# Work request
Each line of the data below that contains "false" must be copied.

_____

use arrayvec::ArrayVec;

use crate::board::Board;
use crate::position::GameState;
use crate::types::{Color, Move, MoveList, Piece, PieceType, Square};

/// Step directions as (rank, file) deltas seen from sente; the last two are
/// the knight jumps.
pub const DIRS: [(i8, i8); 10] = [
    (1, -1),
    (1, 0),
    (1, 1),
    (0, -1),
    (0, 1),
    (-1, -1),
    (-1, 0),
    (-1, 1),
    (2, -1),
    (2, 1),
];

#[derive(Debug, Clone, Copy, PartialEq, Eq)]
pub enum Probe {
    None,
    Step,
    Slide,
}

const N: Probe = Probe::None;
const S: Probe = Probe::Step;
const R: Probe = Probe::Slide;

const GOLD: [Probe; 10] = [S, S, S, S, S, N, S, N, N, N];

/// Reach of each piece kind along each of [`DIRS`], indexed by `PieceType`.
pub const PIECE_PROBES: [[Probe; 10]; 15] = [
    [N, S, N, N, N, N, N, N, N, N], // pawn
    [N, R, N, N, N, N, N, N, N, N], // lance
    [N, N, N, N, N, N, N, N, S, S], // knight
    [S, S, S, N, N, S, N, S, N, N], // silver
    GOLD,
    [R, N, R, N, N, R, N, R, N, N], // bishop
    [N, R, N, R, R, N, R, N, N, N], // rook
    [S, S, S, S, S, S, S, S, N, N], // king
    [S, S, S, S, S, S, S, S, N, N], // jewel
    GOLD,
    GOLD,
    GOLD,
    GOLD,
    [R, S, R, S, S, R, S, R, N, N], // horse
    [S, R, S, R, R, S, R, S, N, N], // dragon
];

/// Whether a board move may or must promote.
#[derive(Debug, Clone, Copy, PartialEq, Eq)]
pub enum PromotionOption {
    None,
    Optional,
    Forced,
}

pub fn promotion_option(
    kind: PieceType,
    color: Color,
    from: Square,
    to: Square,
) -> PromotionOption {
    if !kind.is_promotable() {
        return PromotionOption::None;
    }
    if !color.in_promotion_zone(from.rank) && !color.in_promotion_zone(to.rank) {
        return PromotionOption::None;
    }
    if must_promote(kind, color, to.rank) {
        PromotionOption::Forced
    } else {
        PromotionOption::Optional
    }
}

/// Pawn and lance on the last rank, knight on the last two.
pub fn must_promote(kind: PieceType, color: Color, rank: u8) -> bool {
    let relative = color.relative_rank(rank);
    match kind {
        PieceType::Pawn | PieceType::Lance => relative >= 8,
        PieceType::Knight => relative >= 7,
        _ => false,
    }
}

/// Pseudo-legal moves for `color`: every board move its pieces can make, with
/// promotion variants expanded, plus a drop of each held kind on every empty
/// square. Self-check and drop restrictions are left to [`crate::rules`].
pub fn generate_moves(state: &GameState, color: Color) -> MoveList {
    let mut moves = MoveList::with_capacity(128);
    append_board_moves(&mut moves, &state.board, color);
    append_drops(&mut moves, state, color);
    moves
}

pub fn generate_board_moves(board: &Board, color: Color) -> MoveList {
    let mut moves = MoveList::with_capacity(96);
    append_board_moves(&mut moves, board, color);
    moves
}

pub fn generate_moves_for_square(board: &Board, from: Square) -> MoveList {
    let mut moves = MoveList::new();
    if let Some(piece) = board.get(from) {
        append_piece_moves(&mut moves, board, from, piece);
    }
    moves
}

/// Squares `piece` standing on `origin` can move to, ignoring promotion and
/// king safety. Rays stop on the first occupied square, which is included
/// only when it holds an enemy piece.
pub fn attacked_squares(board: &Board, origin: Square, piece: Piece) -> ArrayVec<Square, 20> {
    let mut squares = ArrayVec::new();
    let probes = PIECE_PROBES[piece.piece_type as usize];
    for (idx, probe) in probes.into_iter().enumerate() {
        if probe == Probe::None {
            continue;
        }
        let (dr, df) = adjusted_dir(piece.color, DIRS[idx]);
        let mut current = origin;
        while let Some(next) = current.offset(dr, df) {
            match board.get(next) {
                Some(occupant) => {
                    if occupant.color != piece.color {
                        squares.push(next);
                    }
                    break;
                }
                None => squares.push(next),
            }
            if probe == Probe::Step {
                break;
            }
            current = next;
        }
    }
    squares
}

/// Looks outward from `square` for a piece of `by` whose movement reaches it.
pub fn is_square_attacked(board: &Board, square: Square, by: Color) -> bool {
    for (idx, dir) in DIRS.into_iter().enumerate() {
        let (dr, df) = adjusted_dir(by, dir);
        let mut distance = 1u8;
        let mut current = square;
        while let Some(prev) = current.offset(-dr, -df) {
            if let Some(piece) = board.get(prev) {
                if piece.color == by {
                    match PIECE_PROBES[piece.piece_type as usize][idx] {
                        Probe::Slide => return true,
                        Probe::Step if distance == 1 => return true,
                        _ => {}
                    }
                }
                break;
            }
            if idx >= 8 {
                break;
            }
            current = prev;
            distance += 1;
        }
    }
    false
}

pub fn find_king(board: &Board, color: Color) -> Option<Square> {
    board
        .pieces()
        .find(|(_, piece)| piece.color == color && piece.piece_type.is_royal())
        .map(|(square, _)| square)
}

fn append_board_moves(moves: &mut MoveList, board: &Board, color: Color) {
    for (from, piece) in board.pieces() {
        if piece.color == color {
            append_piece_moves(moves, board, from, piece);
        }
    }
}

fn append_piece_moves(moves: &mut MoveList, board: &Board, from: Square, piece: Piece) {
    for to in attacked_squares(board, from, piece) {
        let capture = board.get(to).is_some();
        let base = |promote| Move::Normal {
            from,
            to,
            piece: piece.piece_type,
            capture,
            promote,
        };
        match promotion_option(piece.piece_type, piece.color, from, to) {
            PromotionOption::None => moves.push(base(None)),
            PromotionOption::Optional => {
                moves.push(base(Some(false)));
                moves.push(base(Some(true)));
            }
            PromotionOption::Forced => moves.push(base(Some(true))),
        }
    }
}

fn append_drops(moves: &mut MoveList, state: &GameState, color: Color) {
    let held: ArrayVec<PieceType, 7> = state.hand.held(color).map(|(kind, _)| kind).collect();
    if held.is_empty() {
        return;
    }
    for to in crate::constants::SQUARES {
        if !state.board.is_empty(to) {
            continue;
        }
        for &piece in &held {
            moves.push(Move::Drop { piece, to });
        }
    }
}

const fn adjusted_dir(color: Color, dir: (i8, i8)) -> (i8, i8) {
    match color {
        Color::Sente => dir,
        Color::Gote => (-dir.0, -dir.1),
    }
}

_____

# Solution
        _ => false,
    false
                moves.push(base(Some(false)));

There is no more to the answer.